- Assignment
Within the entries that follow, show each line where the word "confirmation" occurs.

..............................

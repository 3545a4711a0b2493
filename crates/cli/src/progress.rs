//! Terminal surfaces: spinner, notifications, overwrite prompts.

use std::io::{BufRead, Write};
use std::time::Duration;

use async_trait::async_trait;
use dats_jobs::{Confirm, JobProgress, JobWatch, Notifier, Severity, WatchEnd};
use indicatif::{ProgressBar, ProgressStyle};
use tokio::sync::broadcast::error::RecvError;

/// Spinner on stderr, shared by [`follow`] and [`StdinConfirm`].
pub fn spinner() -> ProgressBar {
    let bar = ProgressBar::new_spinner();
    bar.set_style(
        ProgressStyle::default_spinner()
            .template("  {spinner} {msg}")
            .unwrap_or_else(|_| ProgressStyle::default_spinner()),
    );
    bar
}

/// Wait for the watch to end, rendering progress on `bar` when given.
pub async fn follow(watch: &mut JobWatch, bar: Option<&ProgressBar>) -> WatchEnd {
    let Some(bar) = bar else {
        return watch.wait().await;
    };

    bar.enable_steady_tick(Duration::from_millis(100));
    bar.set_message(format!("{} job {} waiting", watch.kind().label(), watch.job_id()));

    let mut rx = watch.subscribe_progress();
    let end = loop {
        tokio::select! {
            end = watch.wait() => break end,
            update = rx.recv() => match update {
                Ok(progress) => bar.set_message(describe(&progress)),
                Err(RecvError::Lagged(_)) => {}
                Err(RecvError::Closed) => break watch.wait().await,
            },
        }
    };
    bar.finish_and_clear();
    end
}

fn describe(progress: &JobProgress) -> String {
    let mut line = format!(
        "{} job {} {}",
        progress.job_type.label(),
        progress.job_id,
        progress.status.as_str().to_lowercase()
    );
    if progress.total > 0 {
        line.push_str(&format!(" {}/{}", progress.current, progress.total));
    }
    if let Some(message) = &progress.message {
        line.push_str(&format!(" \u{00b7} {message}"));
    }
    line
}

/// Prints notifications to stderr.
pub struct StderrNotifier {
    pub quiet: bool,
}

impl Notifier for StderrNotifier {
    fn notify(&self, message: &str, severity: Severity) {
        tracing::debug!(?severity, "{message}");
        if self.quiet && severity != Severity::Error {
            return;
        }
        let mark = match severity {
            Severity::Success => "\u{2713}",
            Severity::Info => "\u{2192}",
            Severity::Warning => "!",
            Severity::Error => "\u{2717}",
        };
        eprintln!("  {mark} {message}");
    }
}

/// Run `prompt` with the spinner cleared and stopped.
fn suspended<T>(bar: Option<&ProgressBar>, prompt: impl FnOnce() -> T) -> T {
    match bar {
        Some(bar) => bar.suspend(prompt),
        None => prompt(),
    }
}

/// Asks on stdin; anything but y/yes declines. The spinner, if any, stays
/// off the terminal until the answer is read.
pub struct StdinConfirm {
    pub bar: Option<ProgressBar>,
}

#[async_trait]
impl Confirm for StdinConfirm {
    async fn confirm(&self, message: &str) -> bool {
        let message = message.to_string();
        let bar = self.bar.clone();
        let answer = tokio::task::spawn_blocking(move || {
            suspended(bar.as_ref(), || {
                eprint!("  ? {message} [y/N] ");
                let _ = std::io::stderr().flush();
                let mut line = String::new();
                std::io::stdin().lock().read_line(&mut line).map(|_| line)
            })
        })
        .await;
        match answer {
            Ok(Ok(line)) => matches!(line.trim().to_ascii_lowercase().as_str(), "y" | "yes"),
            Ok(Err(e)) => {
                tracing::warn!(error = %e, "could not read confirmation");
                false
            }
            Err(e) => {
                tracing::warn!(error = %e, "confirmation prompt panicked");
                false
            }
        }
    }
}

#[cfg(test)]
mod tests {
    use super::*;
    use dats_types::{JobKind, JobStatus};
    use indicatif::{ProgressDrawTarget, TermLike};
    use std::sync::{Arc, Mutex};

    /// Terminal that records every write.
    #[derive(Debug, Clone, Default)]
    struct Recording(Arc<Mutex<Vec<String>>>);

    impl Recording {
        fn push(&self, entry: impl Into<String>) {
            self.0.lock().unwrap().push(entry.into());
        }
    }

    impl TermLike for Recording {
        fn width(&self) -> u16 {
            80
        }

        fn move_cursor_up(&self, n: usize) -> std::io::Result<()> {
            self.push(format!("up {n}"));
            Ok(())
        }

        fn move_cursor_down(&self, n: usize) -> std::io::Result<()> {
            self.push(format!("down {n}"));
            Ok(())
        }

        fn move_cursor_right(&self, n: usize) -> std::io::Result<()> {
            self.push(format!("right {n}"));
            Ok(())
        }

        fn move_cursor_left(&self, n: usize) -> std::io::Result<()> {
            self.push(format!("left {n}"));
            Ok(())
        }

        fn write_line(&self, s: &str) -> std::io::Result<()> {
            self.push(format!("line {s}"));
            Ok(())
        }

        fn write_str(&self, s: &str) -> std::io::Result<()> {
            self.push(format!("str {s}"));
            Ok(())
        }

        fn clear_line(&self) -> std::io::Result<()> {
            self.push("clear");
            Ok(())
        }

        fn flush(&self) -> std::io::Result<()> {
            Ok(())
        }
    }

    #[test]
    fn test_prompt_is_not_overdrawn() {
        let term = Recording::default();
        let bar = ProgressBar::with_draw_target(
            None,
            ProgressDrawTarget::term_like(Box::new(term.clone())),
        );
        bar.set_message("Export job 42 running");
        bar.enable_steady_tick(Duration::from_millis(1));
        std::thread::sleep(Duration::from_millis(20));

        suspended(Some(&bar), || {
            term.push("prompt");
            std::thread::sleep(Duration::from_millis(150));
            term.push("answer");
        });
        bar.finish_and_clear();

        let log = term.0.lock().unwrap();
        let prompt = log.iter().position(|entry| entry == "prompt").unwrap();
        assert_eq!(log[prompt + 1], "answer", "spinner drew during the prompt: {log:?}");
    }

    #[test]
    fn test_describe() {
        let progress = JobProgress {
            job_id: "7".into(),
            job_type: JobKind::Llm,
            status: JobStatus::Running,
            current: 2,
            total: 5,
            message: Some("Tagging document 2/5".into()),
            timestamp: String::new(),
        };
        assert_eq!(
            describe(&progress),
            "LLM job 7 running 2/5 \u{00b7} Tagging document 2/5"
        );
    }
}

..............................

- Output of the exercise
                tracing::warn!(error = %e, "could not read confirmation");
                tracing::warn!(error = %e, "confirmation prompt panicked");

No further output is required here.